1994:
Pantera se cogne au plafond du Billboard américain avec « Far Beyond Driven ». En un clin d'œil, le vacarme pour grosses brutasses décérébrées qu'était il y a encore peu le metal dit extrême se voit promu au rang de style musical « bankable », en même temps que le chevelu qui sent la bière accède enfin au titre envié de portefeuille sur pattes, comme toute ménagère de plus de 40 ans qui se respecte. Tels des requins blancs alléchés par les émanations menstruelles de touristes allemandes s'ébattant dans les flots californiens, les majors s'en vinrent alors reluquer avec gourmandise le catalogue des « gros » labels metal indépendants. Et il se trouve que justement, un an plus tôt, la bande à Walker a sorti chez Earache un
« Heartwork » bien sous tous rapports, abrasif, léché, puissant, mélodique et qui fit un carton aussi bien parmi les rangs de la critique spécialisée qu'auprès du public. Quoi de mieux, pour ces traders en music business qui brassent la production artistique mondiale comme d'autres jonglent avec les flux de capitaux, que ce groupe respecté, au CV plus qu'impressionnant, abordant sereinement la pente ascendante d'une processus de maturation artistique à la direction pleinement assumée? Et tchac, le squale Columbia happe le groupe d'un puissant coup de mâchoire accompagné de l'habituel lâcher de paillettes aveuglantes … Puis finit par recracher la carcasse de sa victime un an plus tard, la mode, le Strat Plan et les critères d'obtention des primes sur objectifs de ces messieurs de la major ayant changé… C'est donc un groupe désabusé et fragilisé par des tensions internes qui s'en retourne en 1996 dans le giron earachien pour livrer au sens propre comme on sens figuré son chant du cygne (
… traduction française littérale de « Swansong », pour les réfractaires à l'hangliche).

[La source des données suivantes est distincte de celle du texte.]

use std::{fmt, future::Future, pin::Pin, sync::Arc};

use crate::{ActorContext, AuthzError};

type Decision = Pin<Box<dyn Future<Output = anyhow::Result<bool>> + Send>>;
type Predicate = dyn Fn(ActorContext) -> Decision + Send + Sync;

/// An immutable `(resource, action, predicate)` triple.
///
/// Cloning is cheap and a policy holds no state between evaluations, so the
/// same value can be evaluated concurrently against different actors.
#[derive(Clone)]
pub struct Policy {
    resource: &'static str,
    action: &'static str,
    predicate: Arc<Predicate>,
}

/// Build a policy whose predicate may await a read-only lookup.
///
/// An `Err` from the predicate means the decision could not be made; it is
/// reported as [`AuthzError::Evaluation`], never as a denial.
pub fn policy<F, Fut>(resource: &'static str, action: &'static str, predicate: F) -> Policy
where
    F: Fn(ActorContext) -> Fut + Send + Sync + 'static,
    Fut: Future<Output = anyhow::Result<bool>> + Send + 'static,
{
    Policy {
        resource,
        action,
        predicate: Arc::new(move |actor| Box::pin(predicate(actor)) as Decision),
    }
}

impl Policy {
    /// Build a policy from a synchronous, infallible predicate.
    pub fn from_fn<F>(resource: &'static str, action: &'static str, predicate: F) -> Self
    where
        F: Fn(&ActorContext) -> bool + Send + Sync + 'static,
    {
        policy(resource, action, move |actor| {
            let allowed = predicate(&actor);
            async move { Ok(allowed) }
        })
    }

    pub fn resource(&self) -> &'static str {
        self.resource
    }

    pub fn action(&self) -> &'static str {
        self.action
    }

    /// Run the predicate. `Ok(true)` allows, `Ok(false)` denies.
    pub async fn evaluate(&self, actor: &ActorContext) -> Result<bool, AuthzError> {
        (self.predicate)(actor.clone())
            .await
            .map_err(|source| AuthzError::Evaluation {
                resource: self.resource,
                action: self.action,
                source,
            })
    }

    /// Like [`Policy::evaluate`] but turns a denial into an error.
    pub async fn check(&self, actor: &ActorContext) -> Result<(), AuthzError> {
        if self.evaluate(actor).await? {
            Ok(())
        } else {
            Err(AuthzError::Denied {
                resource: self.resource,
                action: self.action,
                actor: actor.id(),
            })
        }
    }
}

impl fmt::Debug for Policy {
    fn fmt(&self, f: &mut fmt::Formatter<'_>) -> fmt::Result {
        f.debug_struct("Policy")
            .field("resource", &self.resource)
            .field("action", &self.action)
            .finish_non_exhaustive()
    }
}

Impression immédiate quand le cygne se met à chanter à travers nos enceintes: le groupe a une fois de plus réussi sa nouvelle mue, en évoluant cette fois vers des rivages plus rock'n'roll et aérés, tout en conservant cette patte immédiatement reconnaissable. L'évolution nouvelle – qu'elle ait été subie, suggérée ou voulue – va clairement dans le sens d'une plus grande accessibilité et de l'accroissement corollaire de son potentiel commercial. Mais là où le premier
Metallica venu se gonfle les lèvres et les nib's au botox et enfile une jupe rase-touffe pour aller faire des passes sur MTV, le groupe réussit l'exploit grand écart-esque consistant à devenir plus présentable, plus rock, plus abordable sans pour autant devenir lisse. Bien au contraire, bien qu'ayant laissé au placard ses plus gros calibres, Carcass reste cette petite teigne inquiétante qui te griffe au visage, te plante sa lame entre les côtes et te laisse sur un ricanement pisser ton sang en te demandant comment ce big rock/metal ronflant peut bien avoir autant de points communs avec le plus evil et retors des death metal. Bref: Carcass joue à présent ce qui s'apparente à du bon vieux rock craspouille, tape exclusivement dans des tempos allant du mid au gluant, simplifie ses structures … Mais reste Carcass, quasiment sans perdre une once de personnalité (
en même temps je parle là aux amateurs de « Necroticism » et de « Heartwork », le grind étant quand même bien loin derrière dorénavant…). Sur le papier, tout cela semble aussi crédible que l'annonce du succès artistique de Christine Boutin interprétant le rôle d'une bombe sexuelle dans Basic Instinct 3, on est d'accord … Et pourtant c'est vrai!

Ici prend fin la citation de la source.